Exercise details | Among the entries below, how many lines have the word "alloc"? Answer only with the number.

Collection entries
■ ■ ■

// Copyright 2026 the Trellis Authors
// SPDX-License-Identifier: Apache-2.0 OR MIT

//! Event records delivered through the scene.
//!
//! ## Overview
//!
//! Every event is an [`Event`]: an [`EventKind`] payload plus a propagating flag and an
//! optional claimant. Handlers claim an event with [`Event::consume`], which records the
//! claimant and stops propagation in one step.
//!
//! Each kind has a fixed [`Propagation`]:
//!
//! - [`Propagation::Positional`] kinds carry a position and are routed to the topmost
//!   visible child containing it, translated into that child's local space.
//! - [`Propagation::Broadcast`] kinds visit every child regardless of visibility.
//! - [`Propagation::Direct`] kinds are delivered to one addressed node only.

use alloc::string::String;
use alloc::vec::Vec;

use kurbo::{Point, Vec2};

use crate::types::NodeId;

/// Pointer button identifiers.
#[derive(Copy, Clone, Debug, Eq, PartialEq, Hash)]
pub enum MouseButton {
    /// Primary button (usually left). Drives drag, select and double click.
    Primary,
    /// Secondary button (usually right).
    Secondary,
    /// Middle button.
    Middle,
    /// Any other button, by backend index.
    Other(u8),
}

/// Edge reported for a button or key.
#[derive(Copy, Clone, Debug, Eq, PartialEq, Hash)]
pub enum InputAction {
    /// The button or key went down.
    Press,
    /// The button or key went up.
    Release,
    /// The key is held and repeating.
    Repeat,
}

bitflags::bitflags! {
    /// Keyboard modifier bitmask.
    #[derive(Clone, Copy, Debug, Default, PartialEq, Eq, Hash)]
    pub struct Modifiers: u8 {
        /// Shift.
        const SHIFT     = 0b0000_0001;
        /// Control.
        const CONTROL   = 0b0000_0010;
        /// Alt / Option.
        const ALT       = 0b0000_0100;
        /// Super / Command / Windows.
        const SUPER     = 0b0000_1000;
        /// Caps lock is active.
        const CAPS_LOCK = 0b0001_0000;
        /// Num lock is active.
        const NUM_LOCK  = 0b0010_0000;
    }
}

/// Keyboard input payload shared by key events.
#[derive(Clone, Debug, PartialEq, Eq)]
pub struct KeyInput {
    /// Layout-dependent key code.
    pub key: i32,
    /// Platform scancode.
    pub scancode: i32,
    /// Physical key name, if the platform reports one.
    pub name: Option<String>,
    /// Press, release, or repeat.
    pub action: InputAction,
    /// Modifiers held at the time of the edge.
    pub mods: Modifiers,
}

/// How an event kind travels through the tree.
#[derive(Copy, Clone, Debug, Eq, PartialEq)]
pub enum Propagation {
    /// Routed by position to the topmost containing visible child.
    Positional,
    /// Delivered to every child, topmost first.
    Broadcast,
    /// Delivered only to the addressed node.
    Direct,
}

/// Payload of an [`Event`].
#[derive(Clone, Debug, PartialEq)]
pub enum EventKind {
    /// Pointer moved over the node.
    Hover {
        /// Pointer position in the receiving node's local space.
        pos: Point,
        /// Pointer movement since the previous frame.
        mouse_delta: Vec2,
    },
    /// Pointer button edge over the node.
    Button {
        /// Pointer position in the receiving node's local space.
        pos: Point,
        /// Button that changed.
        button: MouseButton,
        /// Press or release.
        action: InputAction,
        /// Modifiers held.
        mods: Modifiers,
    },
    /// Key edge while the pointer is over the node.
    HoverKey {
        /// Pointer position in the receiving node's local space.
        pos: Point,
        /// Key payload.
        key: KeyInput,
    },
    /// Text input while the pointer is over the node.
    HoverText {
        /// Pointer position in the receiving node's local space.
        pos: Point,
        /// Unicode codepoint.
        codepoint: char,
    },
    /// Scroll wheel or trackpad scroll over the node.
    HoverScroll {
        /// Pointer position in the receiving node's local space.
        pos: Point,
        /// Scroll amount.
        scroll_delta: Vec2,
    },
    /// Pointer moved over the node while another node is dragged.
    DragHover {
        /// Pointer position in the receiving node's local space.
        pos: Point,
        /// Pointer movement since the previous frame.
        mouse_delta: Vec2,
        /// Button that started the drag.
        button: MouseButton,
        /// Node being dragged.
        origin: NodeId,
    },
    /// Paths dropped onto the node from outside the application.
    PathDrop {
        /// Pointer position in the receiving node's local space.
        pos: Point,
        /// Dropped paths.
        paths: Vec<String>,
    },
    /// The node became the hovered node.
    Enter,
    /// The node stopped being the hovered node.
    Leave,
    /// The node became the selected node.
    Select,
    /// The node stopped being the selected node.
    Deselect,
    /// Key edge delivered to the selected node.
    SelectKey {
        /// Key payload.
        key: KeyInput,
    },
    /// Text input delivered to the selected node.
    SelectText {
        /// Unicode codepoint.
        codepoint: char,
    },
    /// Two primary presses on the node within the double-click window.
    DoubleClick,
    /// The node became the dragged node.
    DragStart {
        /// Button that started the drag.
        button: MouseButton,
    },
    /// The node stopped being the dragged node.
    DragEnd {
        /// Button that started the drag.
        button: MouseButton,
    },
    /// The pointer moved while the node is dragged.
    DragMove {
        /// Button that started the drag.
        button: MouseButton,
        /// Pointer movement since the previous frame.
        mouse_delta: Vec2,
    },
    /// A drag entered the node.
    DragEnter {
        /// Button that started the drag.
        button: MouseButton,
        /// Node being dragged.
        origin: NodeId,
    },
    /// A drag left the node.
    DragLeave {
        /// Button that started the drag.
        button: MouseButton,
        /// Node being dragged.
        origin: NodeId,
    },
    /// A drag was released over the node.
    DragDrop {
        /// Button that started the drag.
        button: MouseButton,
        /// Node being dragged.
        origin: NodeId,
    },
    /// The node's primary action was triggered.
    Action,
    /// The node's value changed.
    Change,
    /// The node's position changed.
    Reposition,
    /// The node's size changed.
    Resize,
    /// The node was added to a parent.
    Add,
    /// The node is about to be removed from its parent.
    Remove,
    /// Cached renderings in the subtree are stale.
    Dirty,
    /// The node became visible.
    Show,
    /// The node became hidden.
    Hide,
    /// The graphics context was (re)created.
    ContextCreate,
    /// The graphics context is about to be destroyed.
    ContextDestroy,
}

impl EventKind {
    /// How this kind travels through the tree.
    pub fn propagation(&self) -> Propagation {
        match self {
            Self::Hover { .. }
            | Self::Button { .. }
            | Self::HoverKey { .. }
            | Self::HoverText { .. }
            | Self::HoverScroll { .. }
            | Self::DragHover { .. }
            | Self::PathDrop { .. } => Propagation::Positional,
            Self::Dirty | Self::Show | Self::Hide | Self::ContextCreate | Self::ContextDestroy => {
                Propagation::Broadcast
            }
            _ => Propagation::Direct,
        }
    }

    /// Position carried by positional kinds.
    pub fn pos(&self) -> Option<Point> {
        match self {
            Self::Hover { pos, .. }
            | Self::Button { pos, .. }
            | Self::HoverKey { pos, .. }
            | Self::HoverText { pos, .. }
            | Self::HoverScroll { pos, .. }
            | Self::DragHover { pos, .. }
            | Self::PathDrop { pos, .. } => Some(*pos),
            _ => None,
        }
    }

    fn pos_mut(&mut self) -> Option<&mut Point> {
        match self {
            Self::Hover { pos, .. }
            | Self::Button { pos, .. }
            | Self::HoverKey { pos, .. }
            | Self::HoverText { pos, .. }
            | Self::HoverScroll { pos, .. }
            | Self::DragHover { pos, .. }
            | Self::PathDrop { pos, .. } => Some(pos),
            _ => None,
        }
    }
}

/// An event in flight through the scene.
///
/// At most one event is in flight at a time. Once a claimant is recorded the event stops
/// propagating and no further sibling receives it.
#[derive(Clone, Debug, PartialEq)]
pub struct Event {
    kind: EventKind,
    propagating: bool,
    target: Option<NodeId>,
}

impl Event {
    /// Create a fresh, propagating, unclaimed event.
    pub fn new(kind: EventKind) -> Self {
        Self {
            kind,
            propagating: true,
            target: None,
        }
    }

    /// The event payload.
    pub fn kind(&self) -> &EventKind {
        &self.kind
    }

    /// Position in the receiving node's local space, for positional kinds.
    pub fn pos(&self) -> Option<Point> {
        self.kind.pos()
    }

    /// True while nobody has claimed or stopped the event.
    pub fn is_propagating(&self) -> bool {
        self.propagating
    }

    /// The claimant, if any.
    pub fn target(&self) -> Option<NodeId> {
        self.target
    }

    /// Claim the event for `node` and stop propagation.
    pub fn consume(&mut self, node: NodeId) {
        self.target = Some(node);
        self.propagating = false;
    }

    /// Stop propagation without recording a claimant.
    pub fn stop_propagating(&mut self) {
        self.propagating = false;
    }

    pub(crate) fn set_pos(&mut self, to: Point) {
        if let Some(pos) = self.kind.pos_mut() {
            *pos = to;
        }
    }
}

■ ■ ■

Task output | 2